(Stored data entries)
·····
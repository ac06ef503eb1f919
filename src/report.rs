use chrono::{DateTime, Local, NaiveDate};

use crate::{
    document::RawDocument,
    error::Result,
    extract::{self, Extractor},
    history,
    render::{self, RenderOptions},
    reshape::{self, RegionSeries},
};

/// Everything needed to print one comparison table.
#[derive(Debug, Clone)]
pub struct Report {
    pub today: NaiveDate,
    pub days: u32,
    pub last_updated: Option<DateTime<Local>>,
    /// Today's record is flagged as not yet complete.
    pub provisional: bool,
    pub series: RegionSeries,
}

impl Report {
    /// Extracts today and the `days` preceding days and pivots them per region.
    /// Fails before anything is rendered if any requested day is unusable.
    pub fn build(doc: &RawDocument, days: u32, extractor: &Extractor) -> Result<Self> {
        let today = doc.today()?;
        let today_facts = extractor.extract(&doc.current_day_stats, 0);
        let history_facts = history::walk(doc, today, days, extractor)?;
        let series = reshape::reshape(today_facts, history_facts)?;
        Ok(Self {
            today,
            days,
            last_updated: doc.last_updated(),
            provisional: extract::is_provisional(&doc.current_day_stats, 0),
            series,
        })
    }

    pub fn render(&self, options: RenderOptions) -> Result<String> {
        render::render(&self.series, self.days, self.today, options)
    }
}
·····
_EXERCISE PROMPT:_ Copy out every entry above exactly.

_WRITTEN SOLUTION:_
repository ac06ef503eb1f919
filename src/report.rs
use chrono::{DateTime, Local, NaiveDate};

use crate::{
    document::RawDocument,
    error::Result,
    extract::{self, Extractor},
    history,
    render::{self, RenderOptions},
    reshape::{self, RegionSeries},
};

/// Everything needed to print one comparison table.
#[derive(Debug, Clone)]
pub struct Report {
    pub today: NaiveDate,
    pub days: u32,
    pub last_updated: Option<DateTime<Local>>,
    /// Today's record is flagged as not yet complete.
    pub provisional: bool,
    pub series: RegionSeries,
}

impl Report {
    /// Extracts today and the `days` preceding days and pivots them per region.
    /// Fails before anything is rendered if any requested day is unusable.
    pub fn build(doc: &RawDocument, days: u32, extractor: &Extractor) -> Result<Self> {
        let today = doc.today()?;
        let today_facts = extractor.extract(&doc.current_day_stats, 0);
        let history_facts = history::walk(doc, today, days, extractor)?;
        let series = reshape::reshape(today_facts, history_facts)?;
        Ok(Self {
            today,
            days,
            last_updated: doc.last_updated(),
            provisional: extract::is_provisional(&doc.current_day_stats, 0),
            series,
        })
    }

    pub fn render(&self, options: RenderOptions) -> Result<String> {
        render::render(&self.series, self.days, self.today, options)
    }
}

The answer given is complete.